To better visualize the data, the authors created a spatial map for the 2016 and 2017 seasons that compared the probability of a home run as a function of the launch angle, exit velocity, and spray angle, or the degrees away from dead center field that the ball was hit. The map showed a broad zone where the odds of similarly hit balls going over the fence increased from 2016 to 2017. “This figure confirms the earlier evidence that the home run probability in the redzone has significantly increased for the 2017 season,” the authors write.
Aerodynamic testing conducted at Washington State University was also conducted. The investigators used a linear accelerator (a regular wheel-based pitching machine would scuff the ball, thereby changing how it flies) to shoot balls through a network of light sensors set up to measure the effect of drag and lift forces on the ball. Because the relationships among spin, velocity, lift, and drag are complex, they conducted a variety of tests and different speeds and spin-rates. They used a set of “new” balls that were set aside for testing for every season from 2012 to 2017, as well as actual game balls, or “authentication balls” that were hit once or twice during games from 2012 to 2017 before being retired.
The aerodynamic testing points to changes in drag being the main culprit, a finding that gibes with the other analysis conducted by the authors. “All three analyses — StatCast, WSU authentication balls, and WSU new balls — indicate that the drag coefficient of Major League baseballs has changed since 2015,” the authors write.
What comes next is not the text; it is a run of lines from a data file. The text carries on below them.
//! Growing a grid to cover a requested extent.

use isg_common::{Extent, NODATA};
use isg_format::GridModel;
use tracing::debug;

use crate::error::{ExportError, Result};

/// Tolerance in grid steps before another row or column is added.
const STEP_TOLERANCE: f64 = 1e-9;

/// Most rows or columns added on one side: a full circle at one arc-second.
const MAX_PAD_STEPS: usize = 360 * 3600;

/// Upper bound on the padded grid size, in cells.
const MAX_PADDED_CELLS: usize = 1 << 30;

/// Whole grid steps needed to move an edge across `gap` degrees.
fn steps(gap: f64, delta: f64) -> Result<usize> {
    if gap <= 0.0 {
        return Ok(0);
    }
    let count = (gap / delta - STEP_TOLERANCE).ceil().max(0.0);
    if !count.is_finite() || count > MAX_PAD_STEPS as f64 {
        return Err(ExportError::config(format!(
            "padding {} degrees at spacing {} needs {} steps, limit is {}",
            gap, delta, count, MAX_PAD_STEPS
        )));
    }
    Ok(count as usize)
}

/// Pad `model` with sentinel rows and columns, one grid step at a time on
/// each side, until its bounds cover `target`.
///
/// Bounds, data and dimension fields are updated together. Returns whether
/// anything was added.
pub fn pad_to_bounds(model: &mut GridModel, target: &Extent) -> Result<bool> {
    if !target.is_finite() {
        return Err(ExportError::config(format!(
            "cannot pad to a non-finite extent {:?}",
            target
        )));
    }
    let mut bounds = *model.bounds();
    if bounds.delta_lat <= 0.0 || bounds.delta_lon <= 0.0 {
        return Err(ExportError::config(format!(
            "cannot pad a grid with non-positive spacing ({}, {})",
            bounds.delta_lat, bounds.delta_lon
        )));
    }
    if bounds.covers(target) {
        return Ok(false);
    }

    let south = steps(bounds.lat_min - target.lat_min, bounds.delta_lat)?;
    let north = steps(target.lat_max - bounds.lat_max, bounds.delta_lat)?;
    let west = steps(bounds.lon_min - target.lon_min, bounds.delta_lon)?;
    let east = steps(target.lon_max - bounds.lon_max, bounds.delta_lon)?;

    if south + north + west + east == 0 {
        return Ok(false);
    }

    let nrows = model.data().len() + north + south;
    let ncols = model.data().first().map(Vec::len).unwrap_or(0) + west + east;
    match nrows.checked_mul(ncols) {
        Some(cells) if cells <= MAX_PADDED_CELLS => {}
        _ => {
            return Err(ExportError::config(format!(
                "padded grid of {} x {} cells exceeds the limit of {} cells",
                nrows, ncols, MAX_PADDED_CELLS
            )))
        }
    }

    let mut data = Vec::with_capacity(nrows);
    data.extend(std::iter::repeat_with(|| vec![NODATA; ncols]).take(north));
    for row in model.data() {
        let mut padded = Vec::with_capacity(ncols);
        padded.extend(std::iter::repeat(NODATA).take(west));
        padded.extend_from_slice(row);
        padded.extend(std::iter::repeat(NODATA).take(east));
        data.push(padded);
    }
    data.extend(std::iter::repeat_with(|| vec![NODATA; ncols]).take(south));

    bounds.lat_min -= bounds.delta_lat * south as f64;
    bounds.lat_max += bounds.delta_lat * north as f64;
    bounds.lon_min -= bounds.delta_lon * west as f64;
    bounds.lon_max += bounds.delta_lon * east as f64;

    debug!(north, south, west, east, "Padded grid to target extent");
    model.resize(data, bounds);
    Ok(true)
}

#[cfg(test)]
mod tests {
    use super::*;
    use isg_common::GridBounds;
    use isg_format::IsgVersion;

    fn model() -> GridModel {
        let bounds = GridBounds::new(40.0, 41.0, 10.0, 11.0, 0.5, 1.0);
        let data = vec![vec![1.0, 2.0], vec![3.0, 4.0], vec![5.0, 6.0]];
        GridModel::from_grid(IsgVersion::V2_0, "PAD", bounds, data)
    }

    #[test]
    fn test_already_covered() {
        let mut model = model();
        let before = model.clone();
        assert!(!pad_to_bounds(&mut model, &Extent::new(40.2, 40.8, 10.0, 11.0)).unwrap());
        assert_eq!(model, before);
    }

    #[test]
    fn test_pads_each_side() {
        let mut model = model();
        let padded = pad_to_bounds(&mut model, &Extent::new(39.6, 41.5, 9.5, 12.0)).unwrap();
        assert!(padded);

        let b = model.bounds();
        assert!((b.lat_min - 39.5).abs() < 1e-12);
        assert!((b.lat_max - 41.5).abs() < 1e-12);
        assert!((b.lon_min - 9.0).abs() < 1e-12);
        assert!((b.lon_max - 12.0).abs() < 1e-12);

        // one row north, one south; one column west, one east
        assert_eq!(model.data().len(), 5);
        assert_eq!(model.ncols().unwrap(), 4);
        assert!(model.check_dimensions().is_ok());
        assert!(model.data()[0].iter().all(|v| *v == NODATA));
        assert_eq!(model.data()[1], vec![NODATA, 1.0, 2.0, NODATA]);
        assert!(model.data()[4].iter().all(|v| *v == NODATA));
    }

    #[test]
    fn test_covered_within_tolerance() {
        let mut model = model();
        let target = Extent::new(40.0 - 1e-12, 41.0, 10.0, 11.0);
        assert!(!pad_to_bounds(&mut model, &target).unwrap());
        assert_eq!(model.data().len(), 3);
    }

    #[test]
    fn test_non_finite_target_rejected() {
        let targets = [
            Extent::new(f64::NEG_INFINITY, f64::INFINITY, 0.0, 1.0),
            Extent::new(40.0, 41.0, f64::NAN, 11.0),
        ];
        for target in targets {
            let mut model = model();
            let before = model.clone();
            let result = pad_to_bounds(&mut model, &target);
            assert!(matches!(result, Err(ExportError::Config(_))), "{:?}", result);
            assert_eq!(model, before);
        }
    }

    #[test]
    fn test_implausible_padding_rejected() {
        let mut model = model();
        let result = pad_to_bounds(&mut model, &Extent::new(-1e12, 41.0, 10.0, 11.0));
        assert!(matches!(result, Err(ExportError::Config(_))));

        // each side within the step limit, but too many cells overall
        let huge = Extent::new(-600_000.0, 600_041.0, -600_000.0, 600_011.0);
        let result = pad_to_bounds(&mut model, &huge);
        assert!(matches!(result, Err(ExportError::Config(_))));
        assert_eq!(model.data().len(), 3);
    }

    #[test]
    fn test_exact_multiple_adds_no_extra_step() {
        let mut model = model();
        pad_to_bounds(&mut model, &Extent::new(39.0, 41.0, 10.0, 11.0)).unwrap();
        assert_eq!(model.data().len(), 5);
        assert!((model.bounds().lat_min - 39.0).abs() < 1e-12);
    }
}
The authors looked for changes in the baseball that could account for the decrease in drag, such as seam height, center of gravity, and surface roughness. Seam height does vary in MLB balls, but not by enough to have the impact that the authors were seeing.
However, differences in the ball’s center of gravity could be contributing to changes in ball drag by inducing a wobble, the authors concluded. Likewise, differences in surface roughness could have an impact, the authors concluded.
“Various hypotheses have been proposed and tested, including gradual changes in the manufacturing process a affecting the centering of the pill within the baseball or the deformation of the baseball while spinning,” they conclude. “There is an ongoing effort to develop more precise measurement techniques to investigate these hypotheses.”
In the meantime, the home runs will keep piling up.